What's the justification? I'm genuinely curious.

5 comments

To play devil's advocate for a bit, let's assume an America where the government never abuses its power and there are no criminals other than two terrorist cells, one in New York and one in DC, and neither of those cells knows how to make bombs because America has education and nobody else does.

Both of these cells go to the public library and check out books on bombmaking and other mischief. They also ask the librarian, "Hey, have you had any requests for records under the PATRIOT ACT?" If they ever hear a "yes", no matter whether it's them or not, that cell shuts down and moves to another city, and the other cell continues its plot.
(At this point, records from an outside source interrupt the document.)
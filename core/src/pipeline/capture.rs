//! Capture seam
//!
//! Screenshots come from a single game client window driven by external
//! automation. Only one caller may drive it, so capture is strictly
//! sequential; the pipeline holds the source as `&mut`.

use std::thread;
use std::time::{Duration, Instant};

use image::RgbaImage;
use thiserror::Error;
use tracing::debug;

use super::jobs::MatchJob;
use crate::reconcile::FragmentKey;

/// Window or automation failure; fatal to the whole batch
#[derive(Debug, Error)]
pub enum CaptureError {
    /// The window never became ready within the configured ceiling
    #[error("game window not ready after {waited:?}")]
    WindowTimeout {
        waited: Duration,
        /// Screenshot of whatever was on screen when we gave up
        diagnostic: Option<RgbaImage>,
    },
    #[error("capture automation failed: {0}")]
    Automation(String),
}

impl CaptureError {
    /// Diagnostic screenshot attached to a timeout, if any
    pub fn diagnostic(&self) -> Option<&RgbaImage> {
        match self {
            Self::WindowTimeout { diagnostic, .. } => diagnostic.as_ref(),
            Self::Automation(_) => None,
        }
    }
}

/// One screenshot of a match's timeline
#[derive(Debug, Clone)]
pub struct CapturedPiece {
    pub key: FragmentKey,
    pub image: RgbaImage,
}

/// Drives the game client window
pub trait CaptureSource {
    /// Whether the window is open, focused and showing the replay list
    fn window_ready(&mut self) -> bool;

    /// Grab whatever is on screen, for debugging a stuck window
    fn diagnostic_capture(&mut self) -> Option<RgbaImage>;

    /// Open the replay for `job` and scroll its timeline to the top
    fn begin_match(&mut self, job: &MatchJob) -> Result<(), CaptureError>;

    /// Next screenshot of the open match, or `None` once past the last one
    fn capture_next(&mut self) -> Result<Option<CapturedPiece>, CaptureError>;
}

/// Poll `window_ready` until it holds or `timeout` elapses
pub fn wait_for_window(
    source: &mut dyn CaptureSource,
    timeout: Duration,
    poll_interval: Duration,
) -> Result<(), CaptureError> {
    let start = Instant::now();
    loop {
        if source.window_ready() {
            return Ok(());
        }
        let waited = start.elapsed();
        if waited >= timeout {
            return Err(CaptureError::WindowTimeout {
                waited,
                diagnostic: source.diagnostic_capture(),
            });
        }
        debug!(?waited, "waiting for game window");
        thread::sleep(poll_interval.min(timeout - waited));
    }
}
Leaking even the one bit of knowledge of whether there was a request for anyone would make the investigation harder, and would allow the terrorists to escape and plot the destruction of our freedom elsewhere.

Now, in the real America, the value of that one bit to an evildoer, when applied to an organization Apple's size, as opposed to the value of that one bit to measure PATRIOT ACT activity as part of government accountability, is a good question to ask.
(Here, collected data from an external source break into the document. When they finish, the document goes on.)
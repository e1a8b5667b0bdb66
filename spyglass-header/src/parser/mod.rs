//! Replay header decoder

use base64::Engine;
use base64::engine::general_purpose::URL_SAFE_NO_PAD;
use chrono::{DateTime, Utc};

use crate::error::DecodeError;
use crate::header::{GameMode, MatchHeader, MissionSet, Outcome, PlayerNames};
use crate::layout::{HeaderLayout, layout_for};
use crate::venue::Venue;
use crate::{MIN_HEADER_LEN, REPLAY_MAGIC, VERSION_OFFSET};

mod helpers;

use helpers::{read_bytes, read_f32, read_name, read_u8, read_u16, read_u32};

/// Decode a replay header from raw file bytes
///
/// Checks run in a fixed order: minimum length, magic, version, then the
/// version's own fixed region, names, venue and outcome.
///
/// # Arguments
/// * `data` - Raw replay file bytes (at least the header)
///
/// # Returns
/// * `Ok(MatchHeader)` - Decoded header
/// * `Err(DecodeError)` - Decode failure; the caller attaches the file name
pub fn decode(data: &[u8]) -> Result<MatchHeader, DecodeError> {
    if data.len() < MIN_HEADER_LEN {
        return Err(DecodeError::TooShort {
            len: data.len(),
            min: MIN_HEADER_LEN,
        });
    }

    if &data[0..4] != REPLAY_MAGIC {
        return Err(DecodeError::NotAReplay);
    }

    let version = data[VERSION_OFFSET];
    let layout = layout_for(version).ok_or(DecodeError::UnsupportedVersion(version))?;

    // Newer layouts have a longer fixed region than the global minimum
    if data.len() < layout.names_start {
        return Err(DecodeError::TooShort {
            len: data.len(),
            min: layout.names_start,
        });
    }

    let duration_secs = read_f32(data, layout.duration)? as u32;
    let uuid = URL_SAFE_NO_PAD.encode(read_bytes::<16>(data, layout.uuid)?);
    let timestamp = read_u32(data, layout.timestamp)?;
    let start_time = DateTime::<Utc>::from_timestamp(i64::from(timestamp), 0).unwrap_or_default();
    let sequence = read_u16(data, layout.sequence)?;

    let (spy, sniper) = read_names(data, layout)?;

    let selected_missions = MissionSet::from_mask(read_u8(data, layout.selected_missions)?);
    let picked_missions = MissionSet::from_mask(read_u8(data, layout.picked_missions)?);
    let completed_missions = MissionSet::from_mask(read_u8(data, layout.completed_missions)?);

    let game_mode = GameMode::from_raw(read_u32(data, layout.game_mode)?)?;

    let venue_hash = read_u32(data, layout.venue)?;
    let venue = Venue::from_hash(venue_hash).ok_or(DecodeError::UnknownVenue(venue_hash))?;

    let variant = match layout.variant {
        Some(offset) if !venue.variants().is_empty() => venue.variant(read_u32(data, offset)?),
        _ => None,
    };

    let raw_outcome = read_u32(data, layout.outcome)?;
    let outcome = Outcome::from_raw(raw_outcome).ok_or(DecodeError::UnknownOutcome(raw_outcome))?;

    let guest_count = layout
        .guest_count
        .map(|offset| read_u32(data, offset))
        .transpose()?;
    let start_clock_secs = layout
        .start_clock
        .map(|offset| read_u32(data, offset))
        .transpose()?;

    Ok(MatchHeader {
        version,
        spy,
        sniper,
        outcome,
        venue,
        variant,
        game_mode,
        selected_missions,
        picked_missions,
        completed_missions,
        duration_secs,
        start_time,
        uuid,
        sequence,
        guest_count,
        start_clock_secs,
    })
}

/// Read the packed name region
///
/// Order: spy account, sniper account, then (when the layout has them) spy
/// display and sniper display, contiguous with no separators.
fn read_names(
    data: &[u8],
    layout: &HeaderLayout,
) -> Result<(PlayerNames, PlayerNames), DecodeError> {
    let spy_len = usize::from(read_u8(data, layout.spy_name_len)?);
    let sniper_len = usize::from(read_u8(data, layout.sniper_name_len)?);

    let mut cursor = layout.names_start;
    let spy_account = read_name(data, cursor, spy_len, "spy")?;
    cursor += spy_len;
    let sniper_account = read_name(data, cursor, sniper_len, "sniper")?;
    cursor += sniper_len;

    let (spy_display, sniper_display) = match layout.display_name_lens {
        Some((spy_display_offset, sniper_display_offset)) => {
            let spy_display_len = usize::from(read_u8(data, spy_display_offset)?);
            let sniper_display_len = usize::from(read_u8(data, sniper_display_offset)?);

            let spy_display = read_name(data, cursor, spy_display_len, "spy display")?;
            cursor += spy_display_len;
            let sniper_display = read_name(data, cursor, sniper_display_len, "sniper display")?;
            (Some(spy_display), Some(sniper_display))
        }
        None => (None, None),
    };

    Ok((
        PlayerNames::new(spy_account, spy_display),
        PlayerNames::new(sniper_account, sniper_display),
    ))
}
The balance then is specific subpoenias for individuals authorised by a judge, with the individuals being informed after a reasonable period (say 9 months) which information was subpoenaed.
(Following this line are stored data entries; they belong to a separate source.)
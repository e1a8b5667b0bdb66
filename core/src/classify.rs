//! Screenshot classification seam
//!
//! Turning pixels into timeline lines is done by an external recognizer. The
//! pipeline only needs this contract: one screenshot in, the ordered lines it
//! shows out, or a failure that loses the piece for good.

use image::RgbaImage;
use thiserror::Error;

use crate::timeline::RawEvent;

/// Classifier failure for a single screenshot
///
/// Never retried. The piece is recorded as lost and its match cannot complete.
#[derive(Debug, Clone, Error)]
#[error("recognition failed: {0}")]
pub struct RecognitionError(pub String);

impl RecognitionError {
    pub fn new(message: impl Into<String>) -> Self {
        Self(message.into())
    }
}

/// Reads timeline lines off one screenshot
///
/// Called concurrently from every classifier worker.
pub trait EventClassifier: Send + Sync {
    /// Lines visible in `image`, top to bottom
    fn classify(&self, image: &RgbaImage) -> Result<Vec<RawEvent>, RecognitionError>;
}

impl<F> EventClassifier for F
where
    F: Fn(&RgbaImage) -> Result<Vec<RawEvent>, RecognitionError> + Send + Sync,
{
    fn classify(&self, image: &RgbaImage) -> Result<Vec<RawEvent>, RecognitionError> {
        self(image)
    }
}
The library could potentially even give anonymised information that might give reasonable suspicion, eg let us know when someone rents these books together and we'll go get a warrant.

The sad thing is that the west currently has exactly this balance in place, but by pushing too hard everything is going to go underground or overseas. We're losing the exact capabilities we need to fight bad actors, thanks to the NSA's greed and short sightedness.

> What's the justification? I'm genuinely curious.

If you can't talk about a violation of your Constitutional rights, you can't fight it either.

I'm pretty sure the original question had the sense "why do they say they want to do this?", not "why do they want to do this?"
When the dirty laundry eventually gets aired, the official reasons are usually nonsensical assertions that allowing the public to know what our government is doing is somehow helping terrorists avoid detection and capture.

I think many of the people who came up with this stuff know that a lot of it is questionably legal at best. The justification of these gag orders is therefore to hide the prevalence of the questionable behavior, allowing those responsible to continue what they're doing for as long as possible.

>What's the justification

It's along the lines of - if we're monitoring a service to catch terrorists or prevent terror attacks, it's counterproductive to alert the terrorists they're being monitored. Furthermore - if the people trust us enough to allow us to monitor these services (which is supposed to follow from there being laws enabling us to monitor these services [a]) then you must also trust us not to abuse the information we gain or to use it in any way that does not serve the interest of national security, so non-terrorists using the service aren't harmed by not knowing they're being monitored.

The bureaucracy has its own species of logic.